Print out each record, keeping it identical to the original.

===== DATA RECORDS =====

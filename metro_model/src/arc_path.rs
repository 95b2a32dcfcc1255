use std::fmt::Write;

use anyhow::Result;
use serde::{Deserialize, Serialize};

use abstutil::adjacent_triples;
use geom::{trim_f64, Pt2D};

use crate::assert_standard_route;

/// One drawing instruction of a rounded route.
#[derive(Clone, Copy, Debug, PartialEq, Serialize, Deserialize)]
pub enum PathCommand {
    MoveTo(Pt2D),
    LineTo(Pt2D),
    /// A circular arc from the current position. Orientation is in y-up model space.
    ArcTo {
        to: Pt2D,
        radius: f64,
        counterclockwise: bool,
    },
    Close,
}

/// Draws a route through its control points, rounding off every corner with an arc of the given
/// radius. Each corner is cut back along both of its edges by `radius / tan(theta / 2)`, where
/// theta is the angle between the edges, so the arc is tangent to both.
pub fn arc_path(pts: &[Pt2D], radius: f64, is_loop: bool) -> Result<Vec<PathCommand>> {
    if pts.len() < 2 {
        bail!("Can't draw a path through {} points", pts.len());
    }
    assert_standard_route(pts, is_loop)?;

    let mut corners = Vec::new();
    for (a, b, c) in adjacent_triples(pts, is_loop) {
        let to_a = b.angle_to(*a);
        let to_c = b.angle_to(*c);
        let theta = to_a.signed_rotation_to(to_c);
        let cut = radius / (theta.abs() / 2.0).tan();
        if cut > a.dist_to(*b) || cut > b.dist_to(*c) {
            warn!(
                "Arc radius {} is too big for the corner at {}; the path will overlap itself",
                radius, b
            );
        }
        corners.push((
            b.project_away(cut, to_a),
            b.project_away(cut, to_c),
            theta < 0.0,
        ));
    }

    let mut cmds = Vec::new();
    if is_loop {
        // Start where the corner at the first point ends, so closing the path is a straight line
        match corners.last() {
            Some((_, after, _)) => cmds.push(PathCommand::MoveTo(*after)),
            None => bail!("A loop through {} points has no corners to round", pts.len()),
        }
    } else {
        cmds.push(PathCommand::MoveTo(pts[0]));
    }
    for (before, after, counterclockwise) in corners {
        cmds.push(PathCommand::LineTo(before));
        cmds.push(PathCommand::ArcTo {
            to: after,
            radius,
            counterclockwise,
        });
    }
    if is_loop {
        cmds.push(PathCommand::Close);
    } else {
        cmds.push(PathCommand::LineTo(pts[pts.len() - 1]));
    }
    Ok(cmds)
}

/// Serializes commands as SVG path data. `transform` has to preserve distances; if it mirrors
/// space (like flipping the y axis to get screen coordinates), set `mirrored` so arcs still bend
/// the right way.
pub fn to_svg_path_data<F: Fn(Pt2D) -> Pt2D>(
    cmds: &[PathCommand],
    transform: F,
    mirrored: bool,
) -> String {
    let mut out = String::new();
    for cmd in cmds {
        if !out.is_empty() {
            out.push(' ');
        }
        // Writing to a String can't fail
        let _ = match *cmd {
            PathCommand::MoveTo(pt) => {
                let pt = transform(pt);
                write!(out, "M {} {}", num(pt.x()), num(pt.y()))
            }
            PathCommand::LineTo(pt) => {
                let pt = transform(pt);
                write!(out, "L {} {}", num(pt.x()), num(pt.y()))
            }
            PathCommand::ArcTo {
                to,
                radius,
                counterclockwise,
            } => {
                let pt = transform(to);
                let sweep = if counterclockwise != mirrored { 1 } else { 0 };
                write!(
                    out,
                    "A {} {} 0 0 {} {} {}",
                    num(radius),
                    num(radius),
                    sweep,
                    num(pt.x()),
                    num(pt.y())
                )
            }
            PathCommand::Close => write!(out, "Z"),
        };
    }
    out
}

fn num(x: f64) -> String {
    let x = trim_f64(x);
    // Avoid "-0"
    if x == 0.0 {
        "0".to_string()
    } else {
        x.to_string()
    }
}

#[cfg(test)]
mod tests {
    use super::*;

    fn route(raw: &[(f64, f64)]) -> Vec<Pt2D> {
        raw.iter().map(|(x, y)| Pt2D::new(*x, *y)).collect()
    }

    #[test]
    fn right_angle_corner() {
        let cmds = arc_path(&route(&[(0.0, 0.0), (4.0, 0.0), (4.0, 4.0)]), 1.0, false).unwrap();
        assert_eq!(
            cmds,
            vec![
                PathCommand::MoveTo(Pt2D::new(0.0, 0.0)),
                PathCommand::LineTo(Pt2D::new(3.0, 0.0)),
                PathCommand::ArcTo {
                    to: Pt2D::new(4.0, 1.0),
                    radius: 1.0,
                    counterclockwise: true,
                },
                PathCommand::LineTo(Pt2D::new(4.0, 4.0)),
            ]
        );
        assert_eq!(
            to_svg_path_data(&cmds, |pt| pt, false),
            "M 0 0 L 3 0 A 1 1 0 0 1 4 1 L 4 4"
        );
        // Flipping y turns a left turn into a right turn on screen
        assert_eq!(
            to_svg_path_data(&cmds, |pt| Pt2D::new(pt.x(), 10.0 - pt.y()), true),
            "M 0 10 L 3 10 A 1 1 0 0 0 4 9 L 4 6"
        );
    }

    #[test]
    fn gentle_corner_is_cut_less() {
        let cmds = arc_path(&route(&[(0.0, 0.0), (4.0, 0.0), (6.0, -2.0)]), 1.0, false).unwrap();
        match cmds[1] {
            PathCommand::LineTo(pt) => {
                // 1 / tan(67.5 degrees)
                assert!((pt.x() - (4.0 - 0.4142)).abs() < 1e-3);
                assert_eq!(pt.y(), 0.0);
            }
            ref x => panic!("expected a line, got {:?}", x),
        }
        match cmds[2] {
            PathCommand::ArcTo {
                counterclockwise, ..
            } => assert!(!counterclockwise),
            ref x => panic!("expected an arc, got {:?}", x),
        }
    }

    #[test]
    fn loop_closes() {
        let square = route(&[(0.0, 0.0), (4.0, 0.0), (4.0, 4.0), (0.0, 4.0)]);
        let cmds = arc_path(&square, 1.0, true).unwrap();
        assert_eq!(cmds.len(), 1 + 2 * 4 + 1);
        assert_eq!(cmds[0], PathCommand::MoveTo(Pt2D::new(1.0, 0.0)));
        assert_eq!(cmds[1], PathCommand::LineTo(Pt2D::new(3.0, 0.0)));
        assert_eq!(cmds[cmds.len() - 1], PathCommand::Close);
        // Not enough room for a loop
        assert!(arc_path(&route(&[(4.0, 0.0), (2.0, 0.0)]), 1.0, true).is_err());
        assert_eq!(cmds[cmds.len() - 2], PathCommand::ArcTo {
            to: Pt2D::new(1.0, 0.0),
            radius: 1.0,
            counterclockwise: true,
        });
    }

    #[test]
    fn straight_route() {
        let cmds = arc_path(&route(&[(0.0, 0.0), (4.0, 0.0)]), 2.0, false).unwrap();
        assert_eq!(
            to_svg_path_data(&cmds, |pt| pt, false),
            "M 0 0 L 4 0"
        );
        assert!(arc_path(&route(&[(0.0, 0.0)]), 2.0, false).is_err());
        assert!(arc_path(&route(&[(0.0, 0.0), (1.0, 0.0), (2.0, 0.0)]), 2.0, false).is_err());
    }
}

=====

THE ANSWER:
filename metro_model/src/arc_path.rs
repository 95b2a32dcfcc1255
use std::fmt::Write;

use anyhow::Result;
use serde::{Deserialize, Serialize};

use abstutil::adjacent_triples;
use geom::{trim_f64, Pt2D};

use crate::assert_standard_route;

/// One drawing instruction of a rounded route.
#[derive(Clone, Copy, Debug, PartialEq, Serialize, Deserialize)]
pub enum PathCommand {
    MoveTo(Pt2D),
    LineTo(Pt2D),
    /// A circular arc from the current position. Orientation is in y-up model space.
    ArcTo {
        to: Pt2D,
        radius: f64,
        counterclockwise: bool,
    },
    Close,
}

/// Draws a route through its control points, rounding off every corner with an arc of the given
/// radius. Each corner is cut back along both of its edges by `radius / tan(theta / 2)`, where
/// theta is the angle between the edges, so the arc is tangent to both.
pub fn arc_path(pts: &[Pt2D], radius: f64, is_loop: bool) -> Result<Vec<PathCommand>> {
    if pts.len() < 2 {
        bail!("Can't draw a path through {} points", pts.len());
    }
    assert_standard_route(pts, is_loop)?;

    let mut corners = Vec::new();
    for (a, b, c) in adjacent_triples(pts, is_loop) {
        let to_a = b.angle_to(*a);
        let to_c = b.angle_to(*c);
        let theta = to_a.signed_rotation_to(to_c);
        let cut = radius / (theta.abs() / 2.0).tan();
        if cut > a.dist_to(*b) || cut > b.dist_to(*c) {
            warn!(
                "Arc radius {} is too big for the corner at {}; the path will overlap itself",
                radius, b
            );
        }
        corners.push((
            b.project_away(cut, to_a),
            b.project_away(cut, to_c),
            theta < 0.0,
        ));
    }

    let mut cmds = Vec::new();
    if is_loop {
        // Start where the corner at the first point ends, so closing the path is a straight line
        match corners.last() {
            Some((_, after, _)) => cmds.push(PathCommand::MoveTo(*after)),
            None => bail!("A loop through {} points has no corners to round", pts.len()),
        }
    } else {
        cmds.push(PathCommand::MoveTo(pts[0]));
    }
    for (before, after, counterclockwise) in corners {
        cmds.push(PathCommand::LineTo(before));
        cmds.push(PathCommand::ArcTo {
            to: after,
            radius,
            counterclockwise,
        });
    }
    if is_loop {
        cmds.push(PathCommand::Close);
    } else {
        cmds.push(PathCommand::LineTo(pts[pts.len() - 1]));
    }
    Ok(cmds)
}

/// Serializes commands as SVG path data. `transform` has to preserve distances; if it mirrors
/// space (like flipping the y axis to get screen coordinates), set `mirrored` so arcs still bend
/// the right way.
pub fn to_svg_path_data<F: Fn(Pt2D) -> Pt2D>(
    cmds: &[PathCommand],
    transform: F,
    mirrored: bool,
) -> String {
    let mut out = String::new();
    for cmd in cmds {
        if !out.is_empty() {
            out.push(' ');
        }
        // Writing to a String can't fail
        let _ = match *cmd {
            PathCommand::MoveTo(pt) => {
                let pt = transform(pt);
                write!(out, "M {} {}", num(pt.x()), num(pt.y()))
            }
            PathCommand::LineTo(pt) => {
                let pt = transform(pt);
                write!(out, "L {} {}", num(pt.x()), num(pt.y()))
            }
            PathCommand::ArcTo {
                to,
                radius,
                counterclockwise,
            } => {
                let pt = transform(to);
                let sweep = if counterclockwise != mirrored { 1 } else { 0 };
                write!(
                    out,
                    "A {} {} 0 0 {} {} {}",
                    num(radius),
                    num(radius),
                    sweep,
                    num(pt.x()),
                    num(pt.y())
                )
            }
            PathCommand::Close => write!(out, "Z"),
        };
    }
    out
}

fn num(x: f64) -> String {
    let x = trim_f64(x);
    // Avoid "-0"
    if x == 0.0 {
        "0".to_string()
    } else {
        x.to_string()
    }
}

#[cfg(test)]
mod tests {
    use super::*;

    fn route(raw: &[(f64, f64)]) -> Vec<Pt2D> {
        raw.iter().map(|(x, y)| Pt2D::new(*x, *y)).collect()
    }

    #[test]
    fn right_angle_corner() {
        let cmds = arc_path(&route(&[(0.0, 0.0), (4.0, 0.0), (4.0, 4.0)]), 1.0, false).unwrap();
        assert_eq!(
            cmds,
            vec![
                PathCommand::MoveTo(Pt2D::new(0.0, 0.0)),
                PathCommand::LineTo(Pt2D::new(3.0, 0.0)),
                PathCommand::ArcTo {
                    to: Pt2D::new(4.0, 1.0),
                    radius: 1.0,
                    counterclockwise: true,
                },
                PathCommand::LineTo(Pt2D::new(4.0, 4.0)),
            ]
        );
        assert_eq!(
            to_svg_path_data(&cmds, |pt| pt, false),
            "M 0 0 L 3 0 A 1 1 0 0 1 4 1 L 4 4"
        );
        // Flipping y turns a left turn into a right turn on screen
        assert_eq!(
            to_svg_path_data(&cmds, |pt| Pt2D::new(pt.x(), 10.0 - pt.y()), true),
            "M 0 10 L 3 10 A 1 1 0 0 0 4 9 L 4 6"
        );
    }

    #[test]
    fn gentle_corner_is_cut_less() {
        let cmds = arc_path(&route(&[(0.0, 0.0), (4.0, 0.0), (6.0, -2.0)]), 1.0, false).unwrap();
        match cmds[1] {
            PathCommand::LineTo(pt) => {
                // 1 / tan(67.5 degrees)
                assert!((pt.x() - (4.0 - 0.4142)).abs() < 1e-3);
                assert_eq!(pt.y(), 0.0);
            }
            ref x => panic!("expected a line, got {:?}", x),
        }
        match cmds[2] {
            PathCommand::ArcTo {
                counterclockwise, ..
            } => assert!(!counterclockwise),
            ref x => panic!("expected an arc, got {:?}", x),
        }
    }

    #[test]
    fn loop_closes() {
        let square = route(&[(0.0, 0.0), (4.0, 0.0), (4.0, 4.0), (0.0, 4.0)]);
        let cmds = arc_path(&square, 1.0, true).unwrap();
        assert_eq!(cmds.len(), 1 + 2 * 4 + 1);
        assert_eq!(cmds[0], PathCommand::MoveTo(Pt2D::new(1.0, 0.0)));
        assert_eq!(cmds[1], PathCommand::LineTo(Pt2D::new(3.0, 0.0)));
        assert_eq!(cmds[cmds.len() - 1], PathCommand::Close);
        // Not enough room for a loop
        assert!(arc_path(&route(&[(4.0, 0.0), (2.0, 0.0)]), 1.0, true).is_err());
        assert_eq!(cmds[cmds.len() - 2], PathCommand::ArcTo {
            to: Pt2D::new(1.0, 0.0),
            radius: 1.0,
            counterclockwise: true,
        });
    }

    #[test]
    fn straight_route() {
        let cmds = arc_path(&route(&[(0.0, 0.0), (4.0, 0.0)]), 2.0, false).unwrap();
        assert_eq!(
            to_svg_path_data(&cmds, |pt| pt, false),
            "M 0 0 L 4 0"
        );
        assert!(arc_path(&route(&[(0.0, 0.0)]), 2.0, false).is_err());
        assert!(arc_path(&route(&[(0.0, 0.0), (1.0, 0.0), (2.0, 0.0)]), 2.0, false).is_err());
    }
}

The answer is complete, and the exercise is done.